Not surprisingly, IoT attacks and devices being infected by malware are up as a result of the pandemic. Nokia has produced its annual report of telecoms networks that use its NetGuard Endpoint security solution.

This means that Nokia can report on vulnerabilities of around 150 million devices worldwide. The survey covers the period from October 2019 to June 2020 and shows how crooks sought to exploit the pandemic, with malware cases rising by 100% at one point.

Monthly infections on networks ran at 0.23% and then spiked to close to 30% as the pandemic triggered lockdowns and users were more likely to open and click on content masquerading as COVID-19 advice or useful information.

We were obviously aware that attacks had become more frequent during the pandemic and this report puts numbers on that assumption.

That said, the encouraging news is that successful attacks on mobile networks (fixed broadband networks were hit hardest in May and June) are less than they were in previous years.

While this proves that telcos are getting better at protecting their networks (using Nokia’s security product, obviously) IoT attacks are still a problem area.
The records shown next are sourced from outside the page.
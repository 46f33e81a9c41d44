//! End-to-end tests for the research pipeline
//!
//! These exercise the pipeline with in-memory collaborator doubles: a
//! fixture site behind the fetch engine, a scripted metrics provider, and
//! no AI. Nothing here touches the network.

use std::collections::HashMap;
use std::sync::Arc;
use std::time::Duration;

use async_trait::async_trait;
use url::Url;

use keyscout::cluster::{ensure_unique_keywords, ClusterEngine};
use keyscout::config::{ClusteringConfig, Config};
use keyscout::fetch::{FetchEngine, FetchError, FetchedPage, PageFetcher};
use keyscout::jobs::{JobRequest, JobStore, RateLimiter, ResearchPipeline};
use keyscout::metrics::{MetricsError, MetricsProvider};
use keyscout::server::export;
use keyscout::types::{
    Cluster, ClusterAlgorithm, Competition, FetchMode, JobStatus, Keyword, ResearchData,
    ResearchOptions, ScrapeStrategy, SiteContext,
};

// ---------------------------------------------------------------------------
// Collaborator doubles
// ---------------------------------------------------------------------------

/// Serves canned HTML per URL path.
struct FixtureSite {
    pages: HashMap<String, String>,
    strategy: ScrapeStrategy,
}

#[async_trait]
impl PageFetcher for FixtureSite {
    async fn fetch(&self, url: &Url) -> Result<FetchedPage, FetchError> {
        match self.pages.get(url.path()) {
            Some(html) => Ok(FetchedPage {
                final_url: url.clone(),
                status: 200,
                html: html.clone(),
            }),
            None => Err(FetchError::Status(404)),
        }
    }

    fn strategy(&self) -> ScrapeStrategy {
        self.strategy
    }
}

/// Browser double that fails every attempt.
struct BrokenBrowser;

#[async_trait]
impl PageFetcher for BrokenBrowser {
    async fn fetch(&self, _url: &Url) -> Result<FetchedPage, FetchError> {
        Err(FetchError::Render {
            status: 500,
            message: "renderer crashed".to_string(),
        })
    }

    fn strategy(&self) -> ScrapeStrategy {
        ScrapeStrategy::Browser
    }
}

/// Metrics double returning a fixed keyword list.
struct ScriptedMetrics {
    keywords: Vec<Keyword>,
}

#[async_trait]
impl MetricsProvider for ScriptedMetrics {
    async fn keyword_metrics(
        &self,
        _seeds: &[String],
        _country: &str,
        _language: &str,
    ) -> Result<Vec<Keyword>, MetricsError> {
        Ok(self.keywords.clone())
    }
}

fn fixture_html() -> String {
    r#"<html>
    <head>
        <title>Acme Web Agency Zurich</title>
        <meta name="description" content="Web development, web design and seo services for growing businesses">
    </head>
    <body>
        <h1>Web Development Agency</h1>
        <h2>Seo Services</h2>
        <h2>Digital Marketing</h2>
        <p>We build modern websites and deliver seo services plus digital marketing campaigns for companies in Zurich and beyond.</p>
        <p>Our web development team covers frontend development and backend development with equal depth and care.</p>
        <a href="/services">Seo services overview</a>
        <a href="/work">Recent client work</a>
    </body>
    </html>"#
        .to_string()
}

fn fixture_engine() -> Arc<FetchEngine> {
    let mut pages = HashMap::new();
    pages.insert("/".to_string(), fixture_html());
    pages.insert("/services".to_string(), fixture_html());
    pages.insert("/work".to_string(), fixture_html());
    Arc::new(FetchEngine::with_strategies(
        Some(Arc::new(BrokenBrowser)),
        Arc::new(FixtureSite {
            pages,
            strategy: ScrapeStrategy::Http,
        }),
        2,
    ))
}

/// The S1 keyword set.
fn sample_keywords() -> Vec<Keyword> {
    vec![
        Keyword::new("web development", 10_000, Competition::Medium),
        Keyword::new("web design", 8_000, Competition::Low),
        Keyword::new("frontend development", 5_000, Competition::Medium),
        Keyword::new("backend development", 4_000, Competition::High),
        Keyword::new("seo services", 12_000, Competition::High),
        Keyword::new("seo optimization", 9_000, Competition::Medium),
        Keyword::new("digital marketing", 15_000, Competition::High),
        Keyword::new("content marketing", 7_000, Competition::Medium),
    ]
}

fn pipeline_with(keywords: Vec<Keyword>) -> Arc<ResearchPipeline> {
    Arc::new(ResearchPipeline::new(
        Arc::new(Config::default()),
        Arc::new(JobStore::new()),
        fixture_engine(),
        Arc::new(ScriptedMetrics { keywords }),
        None,
    ))
}

fn job_request(options: ResearchOptions) -> JobRequest {
    JobRequest {
        url: Url::parse("https://acme.example/").unwrap(),
        country: "2756".to_string(),
        requested_language: None,
        resolved_language: "de".to_string(),
        options,
        source_ip: None,
    }
}

async fn wait_for_terminal(store: &JobStore, id: &uuid::Uuid) -> keyscout::types::Job {
    for _ in 0..500 {
        if let Some(job) = store.get(id) {
            if job.status.is_terminal() {
                return job;
            }
        } else {
            panic!("job disappeared while waiting");
        }
        tokio::time::sleep(Duration::from_millis(10)).await;
    }
    panic!("job did not reach a terminal state");
}

fn assert_unique_keywords(clusters: &[Cluster]) {
    let mut seen = std::collections::HashSet::new();
    for cluster in clusters {
        for keyword in &cluster.keywords {
            assert!(
                seen.insert(keyword.canonical()),
                "{} appears in more than one cluster",
                keyword.text
            );
        }
    }
}

// ---------------------------------------------------------------------------
// Scenarios
// ---------------------------------------------------------------------------

/// Tiny valid pipeline over the sample keyword set.
#[test]
fn tiny_pipeline_clusters_sample_keywords() {
    let engine = ClusterEngine::new(&ClusteringConfig::default()).with_min_cluster_size(2);
    let clusters = engine
        .cluster_keywords(&sample_keywords(), ClusterAlgorithm::Hybrid, None)
        .unwrap();

    assert!(clusters.len() >= 2, "expected at least two clusters");
    assert_unique_keywords(&clusters);

    let total: usize = clusters.iter().map(|c| c.keyword_count()).sum();
    assert_eq!(total, sample_keywords().len());

    let seo = clusters
        .iter()
        .find(|c| c.contains_keyword("seo services"))
        .expect("seo services must be clustered");
    assert!(seo.contains_keyword("seo optimization"));

    for cluster in &clusters {
        assert!((0.0..=100.0).contains(&cluster.cluster_value_score));
    }
    let mut ranks: Vec<u32> = clusters.iter().map(|c| c.rank).collect();
    ranks.sort();
    assert_eq!(ranks, (1..=clusters.len() as u32).collect::<Vec<_>>());
}

/// Uniqueness under merge: a shared keyword stays with the closer pillar.
#[test]
fn shared_keyword_resolves_to_closest_pillar() {
    let mut a = Cluster::new(
        1,
        vec![
            Keyword::new("seo services", 1000, Competition::Low),
            Keyword::new("seo audit", 900, Competition::Low),
        ],
        ClusterAlgorithm::Hybrid,
    );
    a.pillar_topic = "seo".to_string();
    let mut b = Cluster::new(
        2,
        vec![
            Keyword::new("seo services", 1000, Competition::Low),
            Keyword::new("content marketing", 800, Competition::Low),
        ],
        ClusterAlgorithm::Hybrid,
    );
    b.pillar_topic = "marketing".to_string();

    let unique = ensure_unique_keywords(vec![a, b], 1);
    assert_unique_keywords(&unique);
    let owner = unique
        .iter()
        .find(|c| c.contains_keyword("seo services"))
        .unwrap();
    assert_eq!(owner.id, 1);
}

/// Relevance filtering against a dentistry context removes the off-topic
/// cluster entirely.
#[test]
fn relevance_filter_removes_off_topic_keywords() {
    let context = SiteContext {
        url: "https://example.com/dentistry".to_string(),
        title: "Family Dentistry in Zurich".to_string(),
        description: "Dental cleaning and implants for the whole family".to_string(),
        page_titles: vec!["Dental Cleaning".to_string()],
        meta_descriptions: Vec::new(),
        focus_terms: vec!["Dental Implants".to_string()],
    };
    let keywords = vec![
        Keyword::new("dental cleaning", 2000, Competition::Low),
        Keyword::new("dental implants", 1500, Competition::Medium),
        Keyword::new("family dentistry", 1200, Competition::Low),
        Keyword::new("car insurance", 9000, Competition::High),
        Keyword::new("cheap car insurance", 7000, Competition::High),
        Keyword::new("car insurance quotes", 6000, Competition::High),
    ];

    let engine = ClusterEngine::new(&ClusteringConfig::default()).with_min_cluster_size(2);
    let clusters = engine
        .cluster_keywords(&keywords, ClusterAlgorithm::Semantic, Some(&context))
        .unwrap();

    let all: Vec<String> = clusters
        .iter()
        .flat_map(|c| c.keywords.iter().map(|k| k.canonical()))
        .collect();
    assert!(all.contains(&"dental cleaning".to_string()));
    assert!(!all.contains(&"car insurance".to_string()));
    assert!(!clusters.iter().any(|c| c.pillar_topic.contains("insurance")));
}

/// CSV export: header plus one row per keyword, score to two decimals.
#[test]
fn csv_export_shape() {
    let mut first = Cluster::new(
        1,
        vec![
            Keyword::new("seo services", 1000, Competition::High).with_cpc(1.5, 3.0),
            Keyword::new("seo audit", 500, Competition::Medium).with_cpc(1.0, 2.0),
        ],
        ClusterAlgorithm::Hybrid,
    );
    first.pillar_topic = "seo services".to_string();
    first.cluster_value_score = 71.0;
    let mut second = Cluster::new(
        2,
        vec![Keyword::new("web design", 800, Competition::Low).with_cpc(0.5, 0.9)],
        ClusterAlgorithm::Hybrid,
    );
    second.pillar_topic = "web design".to_string();
    second.cluster_value_score = 64.0;

    let data = ResearchData {
        url: "https://example.com".to_string(),
        country: "2756".to_string(),
        language: "de".to_string(),
        total_keywords: 3,
        total_clusters: 2,
        clusters: vec![first, second],
        pages_scanned: 3,
        seed_count: 25,
        scrape_strategy: ScrapeStrategy::Http,
        processing_time_ms: 900,
    };

    let csv = export::to_csv(&data);
    let lines: Vec<&str> = csv.trim_end().lines().collect();
    assert_eq!(lines.len(), 4, "header plus three keyword rows");
    assert_eq!(
        lines[0],
        "Cluster ID,Pillar Topic,Keyword,Search Volume,Competition,CPC Low,CPC High,Cluster Value Score,Cluster Total Volume"
    );
    assert!(lines[1].contains("71.00"));

    // JSON and CSV agree on the keyword count.
    let json: serde_json::Value = serde_json::from_str(&export::to_json(&data)).unwrap();
    let json_count: usize = json["clusters"]
        .as_array()
        .unwrap()
        .iter()
        .map(|c| c["keywords"].as_array().unwrap().len())
        .sum();
    assert_eq!(lines.len() - 1, json_count);
}

/// Rate limit: the 11th request inside the window is rejected with a
/// positive retry-after.
#[test]
fn rate_limit_eleventh_request() {
    let limiter = RateLimiter::hourly(10);
    let ip = "203.0.113.7".parse().unwrap();
    for _ in 0..10 {
        assert!(limiter.check(ip).is_ok());
    }
    let retry_after = limiter.check(ip).unwrap_err();
    assert!(retry_after > 0);
}

/// Scrape fallback: the browser strategy fails every attempt, plain HTTP
/// succeeds, and the job completes with the http strategy tag.
#[tokio::test]
async fn scrape_falls_back_to_http_and_completes() {
    let pipeline = pipeline_with(sample_keywords());
    let options = ResearchOptions {
        scrape_strategy: FetchMode::Auto,
        use_ai: false,
        min_cluster_size: 2,
        ..ResearchOptions::default()
    };
    let id = pipeline.start_job(job_request(options));

    let job = wait_for_terminal(pipeline.store(), &id).await;
    assert_eq!(job.status, JobStatus::Completed, "error: {:?}", job.error);
    assert_eq!(job.progress, 100);

    let data = job.data.expect("completed job carries data");
    assert_eq!(data.scrape_strategy, ScrapeStrategy::Http);
    assert!(data.pages_scanned >= 1);
    assert!(data.total_clusters >= 1);
    assert_unique_keywords(&data.clusters);
    // Narrative fallback fills descriptions without AI.
    assert!(data
        .clusters
        .iter()
        .all(|c| c.ai_description.is_some() && c.ai_content_strategy.is_some()));
}

/// Empty metrics fail the job at the enriching stage.
#[tokio::test]
async fn empty_metrics_fail_job() {
    let pipeline = pipeline_with(Vec::new());
    let options = ResearchOptions {
        use_ai: false,
        ..ResearchOptions::default()
    };
    let id = pipeline.start_job(job_request(options));

    let job = wait_for_terminal(pipeline.store(), &id).await;
    assert_eq!(job.status, JobStatus::Failed);
    assert_eq!(job.step, "enriching");
}

/// Deleting a job makes it invisible and flags cancellation.
#[tokio::test]
async fn deleted_job_is_gone() {
    let pipeline = pipeline_with(sample_keywords());
    let options = ResearchOptions {
        use_ai: false,
        ..ResearchOptions::default()
    };
    let id = pipeline.start_job(job_request(options));

    assert!(pipeline.store().delete(&id));
    assert!(pipeline.store().get(&id).is_none());
    // A second delete reports not-found.
    assert!(!pipeline.store().delete(&id));
}

/// maxPages=1 crawls exactly one page.
#[tokio::test]
async fn max_pages_one_scans_single_page() {
    let pipeline = pipeline_with(sample_keywords());
    let options = ResearchOptions {
        max_pages: 1,
        use_ai: false,
        min_cluster_size: 2,
        ..ResearchOptions::default()
    };
    let id = pipeline.start_job(job_request(options));

    let job = wait_for_terminal(pipeline.store(), &id).await;
    assert_eq!(job.status, JobStatus::Completed, "error: {:?}", job.error);
    assert_eq!(job.data.unwrap().pages_scanned, 1);
}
As we have said before, there is a continuing problem with IoT devices and that is that the companies who make kettles or fridges are good at making kettles or fridges and do not necessarily even think about the vulnerabilities of connecting a device to the internet.

Education is one solution and some form of ‘kitemark’ may be another. That, however, would be difficult to police. In the old days when phones were phones, you were not allowed to connect a phone to the network that had not been given approval or the ‘kitemark’. Now, of course, devices are available in almost any shop or online store.

IoT attacks will continue to be a problem, although it does seem that network operators are getting ahead of the bad guys. One warning note from Nokia is that with the advent of standalone 5G next year, IoT attacks are almost certain to spike again. Consumers, enterprises and network operators will need to put security at the top of the agenda to avoid the chaos that an attack can bring.